Grand Chief Dr. Matthew Coon Come, about Uranium Mining, from:
“Speaking notes of Grand Chief Dr. Matthew Coon Come Presentation to the BAPE Montreal, May 20, 2014
“… I am here to affirm the Cree Nation’s position regarding uranium.
Uranium exploration, uranium exploitation and uranium waste emplacement are issues of pressing concern for my people. Our position is clear: uranium development is not welcome in our territory, Eeyou Istchee. We oppose uranium mining because the environmental risks and health risks posed by uranium mining are too high. Large quantities of radioactive waste must inevitably be produced in the course of mining uranium, and this waste will remain dangerous and toxic for hundreds of thousands of year. This is a burden on future generations that we are not prepared to assume.
Our opposition to uranium mining stems from our connection to the land, and to the animals and plant life that rely on that land.” Read the entire speech here: http://www.gcc.ca/newsarticle.php?id=362
We hope that they are really very carefully examining the repercussions of other types of mining. If there is uranium in the area, then it is probably mixed in with other mineral resources and will either remain in the tailings or require removal as by-product. As well, we hope they will only do underground mining and not surface mining, if they insist on doing mining.

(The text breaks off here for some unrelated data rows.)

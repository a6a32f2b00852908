use crate::font_names::{StyleFlags, infer_bold_italic};
use crate::geometry::BBox;
use crate::painting::Color;

/// A single character extracted from a PDF page.
#[derive(Debug, Clone, PartialEq)]
#[cfg_attr(feature = "serde", derive(serde::Serialize, serde::Deserialize))]
pub struct Char {
    /// The text content of this character.
    pub text: String,
    /// Bounding box in top-left origin coordinates.
    pub bbox: BBox,
    /// Font name as written in `/BaseFont` (subset tag preserved).
    pub fontname: String,
    /// Effective font size in points.
    pub size: f64,
    /// Non-stroking (fill) color at the time the glyph was shown.
    pub color: Color,
    /// Weight/slant reported by the font descriptor.
    pub flags: StyleFlags,
    /// Whether the character is upright (not rotated).
    pub upright: bool,
    /// Raw character code from the PDF content stream.
    pub char_code: u32,
}

impl Char {
    pub fn is_blank(&self) -> bool {
        self.text.chars().all(char::is_whitespace)
    }
}

/// A contiguous span of rendered text sharing one font, size and colour.
#[derive(Debug, Clone, PartialEq)]
#[cfg_attr(feature = "serde", derive(serde::Serialize, serde::Deserialize))]
pub struct TextRun {
    pub text: String,
    pub bbox: BBox,
    pub font_name: String,
    pub font_size: f64,
    pub color: Color,
    pub bold: bool,
    pub italic: bool,
}

/// Fraction of the smaller glyph height two chars must share vertically to
/// sit on the same line.
const SAME_LINE_OVERLAP: f64 = 0.5;

fn same_line(a: &BBox, b: &BBox) -> bool {
    let min_h = a.height().min(b.height()).max(1e-6);
    a.vertical_overlap(b) / min_h >= SAME_LINE_OVERLAP
}

/// Group chars (in content-stream order) into text runs.
///
/// A new run starts whenever the font, size or colour changes, the glyph
/// leaves the current line, or it jumps backwards or far ahead horizontally.
pub fn group_text_runs(chars: &[Char]) -> Vec<TextRun> {
    let mut runs: Vec<TextRun> = Vec::new();
    let mut last: Option<&Char> = None;

    for ch in chars {
        let continues = match (last, runs.last()) {
            (Some(prev), Some(run)) => {
                prev.fontname == ch.fontname
                    && (prev.size - ch.size).abs() < 0.01
                    && prev.color == ch.color
                    && same_line(&run.bbox, &ch.bbox)
                    && ch.bbox.x0 >= prev.bbox.x0 - 0.5
                    && ch.bbox.x0 - prev.bbox.x1 <= ch.size.max(1.0) * 3.0
            }
            _ => false,
        };

        if continues {
            if let Some(run) = runs.last_mut() {
                run.text.push_str(&ch.text);
                run.bbox = run.bbox.union(&ch.bbox);
            }
        } else {
            let (name_bold, name_italic) = infer_bold_italic(&ch.fontname);
            runs.push(TextRun {
                text: ch.text.clone(),
                bbox: ch.bbox,
                font_name: ch.fontname.clone(),
                font_size: ch.size,
                color: ch.color,
                bold: name_bold || ch.flags.bold,
                italic: name_italic || ch.flags.italic,
            });
        }
        last = Some(ch);
    }
    runs
}

/// Cluster chars into visual lines (top to bottom), each sorted left to
/// right.
pub fn lines_in_reading_order(chars: &[Char], y_tolerance: f64) -> Vec<Vec<&Char>> {
    line_indices_in_reading_order(chars, y_tolerance)
        .into_iter()
        .map(|line| line.into_iter().map(|i| &chars[i]).collect())
        .collect()
}

/// [`lines_in_reading_order`] as indices into `chars`.
pub fn line_indices_in_reading_order(chars: &[Char], y_tolerance: f64) -> Vec<Vec<usize>> {
    let mut sorted: Vec<usize> = (0..chars.len()).collect();
    sorted.sort_by(|&a, &b| {
        let (a, b) = (&chars[a].bbox, &chars[b].bbox);
        a.top.total_cmp(&b.top).then(a.x0.total_cmp(&b.x0))
    });

    let mut lines: Vec<(f64, Vec<usize>)> = Vec::new();
    for i in sorted {
        let top = chars[i].bbox.top;
        match lines
            .iter_mut()
            .find(|(line_top, _)| (top - *line_top).abs() <= y_tolerance)
        {
            Some((_, line)) => line.push(i),
            None => lines.push((top, vec![i])),
        }
    }
    lines.sort_by(|a, b| a.0.total_cmp(&b.0));
    lines
        .into_iter()
        .map(|(_, mut line)| {
            line.sort_by(|&a, &b| chars[a].bbox.x0.total_cmp(&chars[b].bbox.x0));
            line
        })
        .collect()
}

/// Read back the text whose glyphs lie mostly inside `area`.
///
/// Lines are joined with `\n`; a space is inserted where two consecutive
/// glyphs are separated by a visible gap but no space glyph.
pub fn text_in_bbox(chars: &[Char], area: &BBox) -> String {
    let inside: Vec<Char> = chars
        .iter()
        .filter(|c| {
            let a = c.bbox.area();
            if a <= 0.0 {
                return area.contains_point(
                    (c.bbox.x0 + c.bbox.x1) / 2.0,
                    (c.bbox.top + c.bbox.bottom) / 2.0,
                );
            }
            c.bbox.intersection_area(area) / a >= 0.5
        })
        .cloned()
        .collect();

    let mut out = Vec::new();
    for line in lines_in_reading_order(&inside, 3.0) {
        let mut text = String::new();
        let mut prev: Option<&Char> = None;
        for ch in line {
            if let Some(p) = prev {
                let gap = ch.bbox.x0 - p.bbox.x1;
                if gap > ch.size.max(1.0) * 0.15 && !p.is_blank() && !ch.is_blank() {
                    text.push(' ');
                }
            }
            text.push_str(&ch.text);
            prev = Some(ch);
        }
        out.push(text);
    }
    out.join("\n").trim().to_string()
}
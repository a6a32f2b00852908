//! Error type shared by every pdfreplace crate.

use std::fmt;

/// Fatal error types for PDF processing.
///
/// [`PdfError::InvalidInput`] is the one kind surfaced to callers of the
/// replacement and page-collection operations; its message names the
/// offending field and, where relevant, the accepted bounds.
#[derive(Debug, Clone, PartialEq)]
pub enum PdfError {
    /// Error parsing PDF structure or syntax.
    ParseError(String),
    /// I/O error reading or writing data.
    IoError(String),
    /// Error loading, measuring or embedding a font program.
    FontError(String),
    /// Error during content stream interpretation or rewriting.
    InterpreterError(String),
    /// The request itself is malformed (bad range, missing text, ...).
    InvalidInput(String),
    /// Any other error not covered by specific variants.
    Other(String),
}

impl PdfError {
    /// Shorthand for [`PdfError::InvalidInput`].
    pub fn invalid(msg: impl Into<String>) -> Self {
        PdfError::InvalidInput(msg.into())
    }
}

impl fmt::Display for PdfError {
    fn fmt(&self, f: &mut fmt::Formatter<'_>) -> fmt::Result {
        match self {
            PdfError::ParseError(msg) => write!(f, "parse error: {msg}"),
            PdfError::IoError(msg) => write!(f, "I/O error: {msg}"),
            PdfError::FontError(msg) => write!(f, "font error: {msg}"),
            PdfError::InterpreterError(msg) => write!(f, "interpreter error: {msg}"),
            PdfError::InvalidInput(msg) => write!(f, "{msg}"),
            PdfError::Other(msg) => write!(f, "{msg}"),
        }
    }
}

impl std::error::Error for PdfError {}

impl From<std::io::Error> for PdfError {
    fn from(err: std::io::Error) -> Self {
        PdfError::IoError(err.to_string())
    }
}
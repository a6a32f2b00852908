//! Text state for the content stream interpreter.
//!
//! Tracks the parameters set by `Tc`, `Tw`, `Tz`, `TL`, `Tf`, `Tr` and `Ts`
//! together with the text and line matrices driven by `BT`, `Tm`, `Td`,
//! `TD` and `T*`.

use pdfreplace_core::geometry::Ctm;

/// Text parameters that belong to the graphics state and are saved and
/// restored by `q`/`Q`.
#[derive(Debug, Clone, PartialEq)]
pub struct TextStateSnapshot {
    pub char_spacing: f64,
    pub word_spacing: f64,
    pub h_scaling: f64,
    pub leading: f64,
    pub font_resource: String,
    pub font_size: f64,
    pub render_mode: i64,
    pub rise: f64,
}

/// Text state tracked while interpreting a content stream.
#[derive(Debug, Clone, PartialEq)]
pub struct TextState {
    /// Character spacing (Tc).
    pub char_spacing: f64,
    /// Word spacing (Tw), applied to single-byte code 32 only.
    pub word_spacing: f64,
    /// Horizontal scaling (Tz) as a percentage.
    pub h_scaling: f64,
    /// Leading (TL).
    pub leading: f64,
    /// Resource name of the current font, e.g. `F1`.
    pub font_resource: String,
    pub font_size: f64,
    /// Rendering mode (Tr); 3 is invisible.
    pub render_mode: i64,
    /// Rise (Ts).
    pub rise: f64,
    text_matrix: Ctm,
    line_matrix: Ctm,
}

impl Default for TextState {
    fn default() -> Self {
        Self::new()
    }
}

impl TextState {
    pub fn new() -> Self {
        Self {
            char_spacing: 0.0,
            word_spacing: 0.0,
            h_scaling: 100.0,
            leading: 0.0,
            font_resource: String::new(),
            font_size: 0.0,
            render_mode: 0,
            rise: 0.0,
            text_matrix: Ctm::identity(),
            line_matrix: Ctm::identity(),
        }
    }

    pub fn text_matrix(&self) -> &Ctm {
        &self.text_matrix
    }

    pub fn line_matrix(&self) -> &Ctm {
        &self.line_matrix
    }

    /// Horizontal scaling as a fraction (1.0 = 100%).
    pub fn h_scaling_normalized(&self) -> f64 {
        self.h_scaling / 100.0
    }

    /// `BT`: reset both matrices.
    pub fn begin_text(&mut self) {
        self.text_matrix = Ctm::identity();
        self.line_matrix = Ctm::identity();
    }

    /// `Tf`
    pub fn set_font(&mut self, resource: String, size: f64) {
        self.font_resource = resource;
        self.font_size = size;
    }

    /// `Tm`: replaces (not concatenates) both matrices.
    pub fn set_text_matrix(&mut self, m: Ctm) {
        self.text_matrix = m;
        self.line_matrix = m;
    }

    /// `Td`: offset from the start of the current line.
    pub fn move_text_position(&mut self, tx: f64, ty: f64) {
        let translation = Ctm::new(1.0, 0.0, 0.0, 1.0, tx, ty);
        self.line_matrix = translation.concat(&self.line_matrix);
        self.text_matrix = self.line_matrix;
    }

    /// `TD`: `-ty TL` followed by `tx ty Td`.
    pub fn move_text_position_and_set_leading(&mut self, tx: f64, ty: f64) {
        self.leading = -ty;
        self.move_text_position(tx, ty);
    }

    /// `T*`
    pub fn move_to_next_line(&mut self) {
        let leading = self.leading;
        self.move_text_position(0.0, -leading);
    }

    /// Advance the text matrix by `tx` text-space units after a glyph or a
    /// TJ adjustment.
    pub fn advance_text_position(&mut self, tx: f64) {
        let translation = Ctm::new(1.0, 0.0, 0.0, 1.0, tx, 0.0);
        self.text_matrix = translation.concat(&self.text_matrix);
    }

    /// Rendering matrix for the next glyph: `[Tfs·Th 0 0 Tfs 0 Ts] × Tm × CTM`.
    pub fn rendering_matrix(&self, ctm: &Ctm) -> Ctm {
        let params = Ctm::new(
            self.font_size * self.h_scaling_normalized(),
            0.0,
            0.0,
            self.font_size,
            0.0,
            self.rise,
        );
        params.concat(&self.text_matrix).concat(ctm)
    }

    /// Horizontal displacement for a glyph of width `w0` (glyph units).
    pub fn glyph_advance(&self, w0: f64, is_word_space: bool) -> f64 {
        let word = if is_word_space { self.word_spacing } else { 0.0 };
        (w0 / 1000.0 * self.font_size + self.char_spacing + word) * self.h_scaling_normalized()
    }

    /// Displacement for a TJ number.
    pub fn adjustment_advance(&self, amount: f64) -> f64 {
        -amount / 1000.0 * self.font_size * self.h_scaling_normalized()
    }

    pub fn save_snapshot(&self) -> TextStateSnapshot {
        TextStateSnapshot {
            char_spacing: self.char_spacing,
            word_spacing: self.word_spacing,
            h_scaling: self.h_scaling,
            leading: self.leading,
            font_resource: self.font_resource.clone(),
            font_size: self.font_size,
            render_mode: self.render_mode,
            rise: self.rise,
        }
    }

    /// Restore graphics-state parameters. Matrices are left alone.
    pub fn restore_snapshot(&mut self, snapshot: TextStateSnapshot) {
        self.char_spacing = snapshot.char_spacing;
        self.word_spacing = snapshot.word_spacing;
        self.h_scaling = snapshot.h_scaling;
        self.leading = snapshot.leading;
        self.font_resource = snapshot.font_resource;
        self.font_size = snapshot.font_size;
        self.render_mode = snapshot.render_mode;
        self.rise = snapshot.rise;
    }
}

On November 20, 2014, Honeywell Metropolis sent a letter to its employees (presumably not those locked-out) saying that it would be shutdown for the first few months of 2015, citing routine maintenance and “soft” uranium hex end markets (i.e. more sellers than buyers) due to nuclear slowdown post-Fukushima and US government inventory. So, all the more reason not to mine and especially such low grade. Strateco claims that its proposed mines are high grade, but the grades they list are not. High grade are the Cameco mines in Saskatechewan.
Australian Mining Company Toro has purchased part of Strateco and expressed interest in Matoush.
Mining companies have laid Australia to waste and continue to do so, turning its fragile environment increasingly into desert. Apparently not satisfied with destroying Australia, they are trying to destroy Canada too. What part of NO do these people not understand?
On November 03, 2014 acquisition of 19.8% of Strateco by Toro Energy was announced. Toro is reported as being interested in the Matoush project, by Strateco’s President-CEO, Guy Hébert, in a press release. Frighteningly it is stated that Toro’s experience in Wiluna project, “an area formerly under moratorium, will certainly be an asset for Strateco“. They are also interested in uranium projects in Saskatchewan.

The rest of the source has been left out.